Tuesday, April 16, 2013
Niko Peterson was in a big hurry Sunday. So much that all 7 pounds, 1 ounce of him demanded an early entry into the world. Niko was born in his parents’ car on Sunday at 10:35 a.m. on State Street near 10th.
“We will always remember the exact spot because of the beautiful tulips growing in the yard,” said Niko’s mother, Letitia George of Snowden, Wash. Her mother, Liz Frazer, was driving the car and stopped it on State Street as Niko suddenly crowned and slipped out of Letitia in the front seat of the car.
“It was like being in a scene from a movie, except it was really happening to us,” Letitia said.
“This day was nothing like we expected,” said her fiancé and Niko’s father, Daniel Peterson. “We just thought we’d get her to the hospital a day early, since she was having contractions, and have a gradual leading up to the birth.”

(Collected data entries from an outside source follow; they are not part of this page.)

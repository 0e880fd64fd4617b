use crate::error::OcrError;
use image::DynamicImage;
use serde::Serialize;
use std::fmt;
use std::str::FromStr;

/// Page segmentation mode passed to the engine (`--psm`)
#[derive(Debug, Clone, Copy, PartialEq, Eq, Default, Serialize)]
#[serde(rename_all = "snake_case")]
pub enum SegmentationMode {
    /// Fully automatic page segmentation
    #[default]
    Auto,
    /// A single uniform block of text
    SingleBlock,
    /// A single text line
    SingleLine,
    /// A single word
    SingleWord,
    /// As much text as possible, in no particular order
    SparseText,
}

impl SegmentationMode {
    pub const ALL: [SegmentationMode; 5] = [
        Self::Auto,
        Self::SingleBlock,
        Self::SingleLine,
        Self::SingleWord,
        Self::SparseText,
    ];

    /// Tesseract's numeric code for this mode
    pub fn code(&self) -> u8 {
        match self {
            Self::Auto => 3,
            Self::SingleBlock => 6,
            Self::SingleLine => 7,
            Self::SingleWord => 8,
            Self::SparseText => 11,
        }
    }

    pub fn as_str(&self) -> &'static str {
        match self {
            Self::Auto => "auto",
            Self::SingleBlock => "single_block",
            Self::SingleLine => "single_line",
            Self::SingleWord => "single_word",
            Self::SparseText => "sparse_text",
        }
    }

    pub fn description(&self) -> &'static str {
        match self {
            Self::Auto => "Fully automatic page segmentation (default)",
            Self::SingleBlock => "Single uniform block of text",
            Self::SingleLine => "Single text line",
            Self::SingleWord => "Single word",
            Self::SparseText => "Find as much text as possible",
        }
    }
}

impl FromStr for SegmentationMode {
    type Err = OcrError;

    /// Accepts either the numeric code or the mode name
    fn from_str(s: &str) -> Result<Self, Self::Err> {
        let s = s.trim().to_lowercase();
        Self::ALL
            .into_iter()
            .find(|mode| s == mode.code().to_string() || s == mode.as_str())
            .ok_or_else(|| OcrError::InvalidInput(format!("Unknown segmentation mode: {}", s)))
    }
}

impl fmt::Display for SegmentationMode {
    fn fmt(&self, f: &mut fmt::Formatter<'_>) -> fmt::Result {
        write!(f, "{} ({})", self.code(), self.description())
    }
}

/// Recognition algorithm variant (`--oem`)
#[derive(Debug, Clone, Copy, PartialEq, Eq, Default, Serialize)]
#[serde(rename_all = "snake_case")]
pub enum EngineMode {
    LegacyOnly,
    LstmOnly,
    LegacyAndLstm,
    /// Whatever the installed engine supports
    #[default]
    Default,
}

impl EngineMode {
    pub fn code(&self) -> u8 {
        match self {
            Self::LegacyOnly => 0,
            Self::LstmOnly => 1,
            Self::LegacyAndLstm => 2,
            Self::Default => 3,
        }
    }
}

impl FromStr for EngineMode {
    type Err = OcrError;

    fn from_str(s: &str) -> Result<Self, Self::Err> {
        match s.trim() {
            "0" => Ok(Self::LegacyOnly),
            "1" => Ok(Self::LstmOnly),
            "2" => Ok(Self::LegacyAndLstm),
            "3" => Ok(Self::Default),
            other => Err(OcrError::InvalidInput(format!(
                "Unknown engine mode: {} (expected 0-3)",
                other
            ))),
        }
    }
}

/// Per-request recognition settings
///
/// Built once through the `with_*` methods and then only read.
#[derive(Debug, Clone, PartialEq, Eq)]
pub struct RecognitionConfig {
    languages: Vec<String>,
    segmentation: SegmentationMode,
    engine_mode: EngineMode,
    flags: Vec<String>,
}

impl RecognitionConfig {
    /// Create a config from a `+`-joined language selector such as `eng+jpn`
    pub fn new(languages: &str) -> Result<Self, OcrError> {
        let languages: Vec<String> = languages
            .split('+')
            .map(|code| code.trim().to_string())
            .collect();

        if let Some(bad) = languages.iter().find(|code| !is_valid_language_code(code)) {
            return Err(OcrError::InvalidInput(format!(
                "Invalid language code: '{}'",
                bad
            )));
        }

        Ok(Self {
            languages,
            segmentation: SegmentationMode::default(),
            engine_mode: EngineMode::default(),
            flags: Vec::new(),
        })
    }

    pub fn with_segmentation(mut self, segmentation: SegmentationMode) -> Self {
        self.segmentation = segmentation;
        self
    }

    pub fn with_engine_mode(mut self, engine_mode: EngineMode) -> Self {
        self.engine_mode = engine_mode;
        self
    }

    /// Extra engine arguments, split on whitespace (e.g. `-c preserve_interword_spaces=1`)
    pub fn with_flags(mut self, flags: &str) -> Self {
        self.flags = flags.split_whitespace().map(str::to_string).collect();
        self
    }

    pub fn languages(&self) -> &[String] {
        &self.languages
    }

    /// Languages in the engine's `+`-joined form
    pub fn language_arg(&self) -> String {
        self.languages.join("+")
    }

    pub fn segmentation(&self) -> SegmentationMode {
        self.segmentation
    }

    pub fn engine_mode(&self) -> EngineMode {
        self.engine_mode
    }

    pub fn flags(&self) -> &[String] {
        &self.flags
    }
}

fn is_valid_language_code(code: &str) -> bool {
    !code.is_empty()
        && code
            .chars()
            .all(|c| c.is_ascii_alphanumeric() || matches!(c, '_' | '-' | '/'))
}

/// Row granularity as reported by the engine
pub const WORD_LEVEL: u8 = 5;

/// One raw row of engine output, before normalization
#[derive(Debug, Clone, PartialEq)]
pub struct RawWord {
    pub level: u8,
    pub page: u32,
    pub block: u32,
    pub paragraph: u32,
    pub line: u32,
    pub word: u32,
    pub left: i64,
    pub top: i64,
    pub width: i64,
    pub height: i64,
    /// Engine confidence, 0-100 or -1 for rows that carry no text
    pub confidence: f32,
    pub text: String,
}

/// Trait that all OCR engines must implement
pub trait OcrEngine: Send + Sync {
    /// Returns the engine identifier (e.g., "tesseract")
    fn name(&self) -> &'static str;

    /// Returns a human-readable description of the engine
    fn description(&self) -> &'static str;

    /// Engine version string
    fn version(&self) -> Result<String, OcrError>;

    /// Language codes with installed recognition data
    fn available_languages(&self) -> Result<Vec<String>, OcrError>;

    /// Run recognition and return the engine's rows in reported order
    fn recognize(
        &self,
        image: &DynamicImage,
        config: &RecognitionConfig,
    ) -> Result<Vec<RawWord>, OcrError>;
}

#[cfg(test)]
mod tests {
    use super::*;

    #[test]
    fn test_config_splits_languages() {
        let config = RecognitionConfig::new("eng+jpn").unwrap();
        assert_eq!(config.languages(), ["eng", "jpn"]);
        assert_eq!(config.language_arg(), "eng+jpn");
        assert_eq!(config.segmentation(), SegmentationMode::Auto);
        assert_eq!(config.engine_mode(), EngineMode::Default);
    }

    #[test]
    fn test_config_rejects_bad_language_codes() {
        assert!(matches!(
            RecognitionConfig::new(""),
            Err(OcrError::InvalidInput(_))
        ));
        assert!(matches!(
            RecognitionConfig::new("eng+"),
            Err(OcrError::InvalidInput(_))
        ));
        assert!(matches!(
            RecognitionConfig::new("eng;rm"),
            Err(OcrError::InvalidInput(_))
        ));
    }

    #[test]
    fn test_flags_split_on_whitespace() {
        let config = RecognitionConfig::new("eng")
            .unwrap()
            .with_flags("  -c   preserve_interword_spaces=1 ");
        assert_eq!(config.flags(), ["-c", "preserve_interword_spaces=1"]);
    }

    #[test]
    fn test_segmentation_mode_parses_code_and_name() {
        assert_eq!(
            "6".parse::<SegmentationMode>().unwrap(),
            SegmentationMode::SingleBlock
        );
        assert_eq!(
            "single_line".parse::<SegmentationMode>().unwrap(),
            SegmentationMode::SingleLine
        );
        assert!("42".parse::<SegmentationMode>().is_err());
    }

    #[test]
    fn test_engine_mode_parses_codes() {
        assert_eq!("1".parse::<EngineMode>().unwrap(), EngineMode::LstmOnly);
        assert_eq!("3".parse::<EngineMode>().unwrap().code(), 3);
        assert!("4".parse::<EngineMode>().is_err());
    }
}
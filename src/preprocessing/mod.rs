//! Image preprocessing module for OCR enhancement
//!
//! Applies the optional grayscale, contrast, sharpen and denoise steps in a
//! fixed order so identical inputs always give identical outputs.

pub mod pipeline;
pub mod steps;

pub use pipeline::{
    preprocess, Pipeline, PreprocessOptions, PreprocessingResult, Preset, StepTiming,
    DEFAULT_ENHANCE_FACTOR,
};
use super::{blend, check_factor, Raster};
use crate::error::OcrError;
use image::{DynamicImage, GrayImage, RgbImage};
use imageproc::filter::filter3x3;

/// Smoothing kernel used as the "blurred" reference (weights sum to 13)
const SMOOTH: [f32; 9] = [
    1.0 / 13.0,
    1.0 / 13.0,
    1.0 / 13.0,
    1.0 / 13.0,
    5.0 / 13.0,
    1.0 / 13.0,
    1.0 / 13.0,
    1.0 / 13.0,
    1.0 / 13.0,
];

/// Push the image away from a smoothed copy of itself
/// `factor` 1.0 leaves it unchanged; above 1.0 edges get crisper
pub fn apply(image: DynamicImage, factor: f32) -> Result<DynamicImage, OcrError> {
    check_factor("sharpness", factor)?;

    let sharpened = match Raster::from(image) {
        Raster::Gray(gray) => {
            let smooth: GrayImage = filter3x3(&gray, &SMOOTH);
            Raster::Gray(blend(&smooth, &gray, factor))
        }
        Raster::Rgb(rgb) => {
            let smooth: RgbImage = filter3x3(&rgb, &SMOOTH);
            Raster::Rgb(blend(&smooth, &rgb, factor))
        }
    };

    Ok(sharpened.into())
}

#[cfg(test)]
mod tests {
    use super::*;
    use image::{Luma, Rgb};

    #[test]
    fn test_sharpen_enhances_edges() {
        // Create image with an edge (left half dark, right half light)
        let img = GrayImage::from_fn(20, 10, |x, _| {
            if x < 10 {
                Luma([50])
            } else {
                Luma([200])
            }
        });

        let result = apply(DynamicImage::ImageLuma8(img.clone()), 2.0).unwrap();
        let result_gray = result.to_luma8();

        let edge_left = result_gray.get_pixel(9, 5).0[0];
        let edge_right = result_gray.get_pixel(10, 5).0[0];

        // The difference at the edge should be at least as large as original
        let original_diff = 200i32 - 50;
        let result_diff = (edge_right as i32 - edge_left as i32).abs();

        assert!(
            result_diff >= original_diff,
            "Edge should be enhanced: {} >= {}",
            result_diff,
            original_diff
        );
    }

    #[test]
    fn test_sharpen_leaves_flat_regions_alone() {
        let img = RgbImage::from_pixel(8, 8, Rgb([120, 60, 30]));
        let result = apply(DynamicImage::ImageRgb8(img.clone()), 2.0).unwrap();
        let rgb = result.to_rgb8();

        // Only float rounding in the smoothing pass may move a flat pixel
        for (out, orig) in rgb.iter().zip(img.iter()) {
            assert!((*out as i32 - *orig as i32).abs() <= 2);
        }
    }

    #[test]
    fn test_sharpen_rejects_bad_factor() {
        let img = GrayImage::new(4, 4);
        assert!(apply(DynamicImage::ImageLuma8(img), -2.0).is_err());
    }
}
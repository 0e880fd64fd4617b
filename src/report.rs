//! Human-facing rendering of OCR results and saving them to disk

use crate::error::OcrError;
use crate::ocr::OcrSummary;
use crate::recognition::{Confidence, WordResult};
use image::{ImageFormat, RgbImage};
use std::fmt::Write as _;
use std::io::Cursor;
use std::path::{Path, PathBuf};
use std::time::{SystemTime, UNIX_EPOCH};

/// "N/A" for the sentinel, otherwise a one-decimal percentage
pub fn format_confidence(confidence: Option<f32>) -> String {
    match confidence {
        Some(value) => format!("{:.1}%", value),
        None => "N/A".to_string(),
    }
}

fn word_confidence(confidence: Confidence) -> String {
    format_confidence(confidence.score().map(f32::from))
}

/// Plain-text table of (word, confidence, x, y, width, height)
pub fn words_table(words: &[WordResult]) -> String {
    const HEADERS: [&str; 6] = ["word", "confidence", "x", "y", "width", "height"];

    let rows: Vec<[String; 6]> = words
        .iter()
        .map(|w| {
            [
                w.text.clone(),
                word_confidence(w.confidence),
                w.bbox.x.to_string(),
                w.bbox.y.to_string(),
                w.bbox.width.to_string(),
                w.bbox.height.to_string(),
            ]
        })
        .collect();

    let mut widths = HEADERS.map(|h| h.chars().count());
    for row in &rows {
        for (width, cell) in widths.iter_mut().zip(row) {
            *width = (*width).max(cell.chars().count());
        }
    }

    let mut out = String::new();
    let mut push_row = |cells: &[&str]| {
        let line: Vec<String> = cells
            .iter()
            .zip(widths)
            .enumerate()
            .map(|(i, (cell, width))| {
                // text column left-aligned, numbers right-aligned
                if i == 0 {
                    format!("{:<width$}", cell, width = width)
                } else {
                    format!("{:>width$}", cell, width = width)
                }
            })
            .collect();
        let _ = writeln!(out, "{}", line.join("  ").trim_end());
    };

    push_row(&HEADERS);
    for row in &rows {
        let cells: Vec<&str> = row.iter().map(String::as_str).collect();
        push_row(&cells);
    }
    out
}

/// Encode an annotated image as PNG bytes
pub fn encode_png(image: &RgbImage) -> Result<Vec<u8>, OcrError> {
    let mut png = Vec::new();
    image
        .write_to(&mut Cursor::new(&mut png), ImageFormat::Png)
        .map_err(|e| OcrError::Internal(format!("Failed to encode PNG: {}", e)))?;
    Ok(png)
}

/// Paths written by [`save_output`]
#[derive(Debug, Clone)]
pub struct SavedOutput {
    pub image: PathBuf,
    pub text: PathBuf,
}

/// Write the annotated image and recognized text as `result_<unix-seconds>.{png,txt}`
pub fn save_output(summary: &OcrSummary, output_dir: &Path) -> Result<SavedOutput, OcrError> {
    std::fs::create_dir_all(output_dir).map_err(|e| {
        OcrError::Internal(format!(
            "Failed to create output directory {}: {}",
            output_dir.display(),
            e
        ))
    })?;

    let timestamp = SystemTime::now()
        .duration_since(UNIX_EPOCH)
        .map(|d| d.as_secs())
        .unwrap_or_default();

    let image_path = output_dir.join(format!("result_{}.png", timestamp));
    let text_path = output_dir.join(format!("result_{}.txt", timestamp));

    summary
        .annotated
        .image
        .save_with_format(&image_path, ImageFormat::Png)
        .map_err(|e| {
            OcrError::Internal(format!("Failed to save {}: {}", image_path.display(), e))
        })?;

    std::fs::write(&text_path, &summary.full_text).map_err(|e| {
        OcrError::Internal(format!("Failed to save {}: {}", text_path.display(), e))
    })?;

    tracing::info!(
        "Saved {} and {}",
        image_path.display(),
        text_path.display()
    );

    Ok(SavedOutput {
        image: image_path,
        text: text_path,
    })
}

The “intro” to such a scene was grandmother Liz Frazer driving fast down Snowden Road, where family lives, while Letitia sat in the front seat, feeling painful contractions. Daniel comforted her from the back seat. The camera would cut to an “H” hospital sign in White Salmon, and Daniel saying something like, “We have to get to Hood River; there’s no longer a maternity ward at Skyline (Hospital) in White Salmon.”
The camera would pick up the distinctive markings of the county deputy’s patrol car, around the next curve.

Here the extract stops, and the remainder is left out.